***** DATA RECORDS

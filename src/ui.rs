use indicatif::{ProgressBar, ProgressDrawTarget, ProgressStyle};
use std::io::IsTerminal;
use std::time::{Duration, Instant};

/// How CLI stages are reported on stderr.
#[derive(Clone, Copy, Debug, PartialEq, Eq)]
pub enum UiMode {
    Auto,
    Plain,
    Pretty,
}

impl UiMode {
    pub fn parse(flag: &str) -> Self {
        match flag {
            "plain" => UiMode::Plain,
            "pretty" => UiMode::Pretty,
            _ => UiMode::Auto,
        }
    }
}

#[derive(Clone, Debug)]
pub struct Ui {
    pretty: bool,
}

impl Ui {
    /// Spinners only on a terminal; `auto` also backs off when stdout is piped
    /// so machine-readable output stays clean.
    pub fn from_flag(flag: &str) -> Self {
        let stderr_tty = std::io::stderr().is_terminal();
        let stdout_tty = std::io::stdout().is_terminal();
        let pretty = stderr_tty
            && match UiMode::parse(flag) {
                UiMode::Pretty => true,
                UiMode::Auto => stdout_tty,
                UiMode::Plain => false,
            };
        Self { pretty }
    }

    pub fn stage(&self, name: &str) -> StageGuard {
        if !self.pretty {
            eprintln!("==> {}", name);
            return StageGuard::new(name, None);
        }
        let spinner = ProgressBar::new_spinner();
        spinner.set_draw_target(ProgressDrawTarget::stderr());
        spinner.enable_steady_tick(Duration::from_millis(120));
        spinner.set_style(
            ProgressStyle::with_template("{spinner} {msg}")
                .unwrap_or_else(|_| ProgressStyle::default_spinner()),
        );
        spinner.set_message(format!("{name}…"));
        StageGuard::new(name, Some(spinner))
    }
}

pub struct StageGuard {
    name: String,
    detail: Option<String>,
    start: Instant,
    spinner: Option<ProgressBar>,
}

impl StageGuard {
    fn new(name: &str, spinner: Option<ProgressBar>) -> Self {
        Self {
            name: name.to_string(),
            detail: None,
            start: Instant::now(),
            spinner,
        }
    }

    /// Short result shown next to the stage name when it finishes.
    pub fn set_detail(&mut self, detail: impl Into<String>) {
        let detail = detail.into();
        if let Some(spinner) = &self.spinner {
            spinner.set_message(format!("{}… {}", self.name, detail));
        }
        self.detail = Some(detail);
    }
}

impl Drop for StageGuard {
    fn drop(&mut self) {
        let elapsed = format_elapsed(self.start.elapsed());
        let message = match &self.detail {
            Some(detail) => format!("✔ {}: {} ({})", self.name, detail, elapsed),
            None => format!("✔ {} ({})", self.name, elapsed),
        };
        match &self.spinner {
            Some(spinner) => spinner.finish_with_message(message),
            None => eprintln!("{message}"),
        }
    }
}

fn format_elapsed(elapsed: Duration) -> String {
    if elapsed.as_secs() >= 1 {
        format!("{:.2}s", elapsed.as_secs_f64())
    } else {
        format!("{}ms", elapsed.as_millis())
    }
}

**********
***** DATA RECORDS

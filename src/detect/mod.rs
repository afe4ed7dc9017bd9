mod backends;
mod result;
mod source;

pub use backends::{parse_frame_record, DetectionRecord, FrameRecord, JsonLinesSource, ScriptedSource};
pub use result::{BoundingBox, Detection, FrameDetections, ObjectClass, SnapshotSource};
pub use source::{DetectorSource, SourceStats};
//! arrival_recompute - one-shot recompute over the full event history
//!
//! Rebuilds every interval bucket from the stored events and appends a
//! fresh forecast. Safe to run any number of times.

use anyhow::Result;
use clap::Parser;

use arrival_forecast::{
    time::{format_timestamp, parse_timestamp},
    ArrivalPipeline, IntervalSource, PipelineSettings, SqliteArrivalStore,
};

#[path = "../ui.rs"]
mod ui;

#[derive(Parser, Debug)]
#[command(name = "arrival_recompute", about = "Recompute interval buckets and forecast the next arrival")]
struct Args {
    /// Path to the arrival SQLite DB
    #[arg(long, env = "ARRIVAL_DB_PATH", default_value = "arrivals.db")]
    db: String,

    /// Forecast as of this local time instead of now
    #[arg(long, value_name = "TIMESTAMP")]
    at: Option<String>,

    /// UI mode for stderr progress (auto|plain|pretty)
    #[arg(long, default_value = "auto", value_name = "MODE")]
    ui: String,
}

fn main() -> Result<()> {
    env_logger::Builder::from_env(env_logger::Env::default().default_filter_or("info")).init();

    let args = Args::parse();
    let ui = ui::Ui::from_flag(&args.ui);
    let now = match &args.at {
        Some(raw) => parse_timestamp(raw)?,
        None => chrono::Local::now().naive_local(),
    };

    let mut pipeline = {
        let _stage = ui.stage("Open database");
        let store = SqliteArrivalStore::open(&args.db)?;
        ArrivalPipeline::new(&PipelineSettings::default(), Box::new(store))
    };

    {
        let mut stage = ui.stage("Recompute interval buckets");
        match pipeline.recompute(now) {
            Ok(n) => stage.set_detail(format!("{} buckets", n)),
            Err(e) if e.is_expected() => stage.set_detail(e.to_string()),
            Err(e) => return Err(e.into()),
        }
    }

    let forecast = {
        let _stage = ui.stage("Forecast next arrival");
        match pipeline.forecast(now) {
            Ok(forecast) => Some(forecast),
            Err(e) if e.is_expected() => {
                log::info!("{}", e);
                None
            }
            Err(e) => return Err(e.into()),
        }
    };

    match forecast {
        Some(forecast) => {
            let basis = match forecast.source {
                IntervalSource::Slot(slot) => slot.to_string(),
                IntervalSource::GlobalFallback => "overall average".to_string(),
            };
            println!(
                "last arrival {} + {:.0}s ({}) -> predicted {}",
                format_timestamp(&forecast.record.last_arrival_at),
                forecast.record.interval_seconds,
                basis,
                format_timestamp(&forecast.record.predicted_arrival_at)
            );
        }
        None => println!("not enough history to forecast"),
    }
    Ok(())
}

**********

= TASK TO CARRY OUT =
Check each line above for the string "ProgressDrawTarget" and copy every line that has it.

= EXERCISE SOLUTION =
use indicatif::{ProgressBar, ProgressDrawTarget, ProgressStyle};
        spinner.set_draw_target(ProgressDrawTarget::stderr());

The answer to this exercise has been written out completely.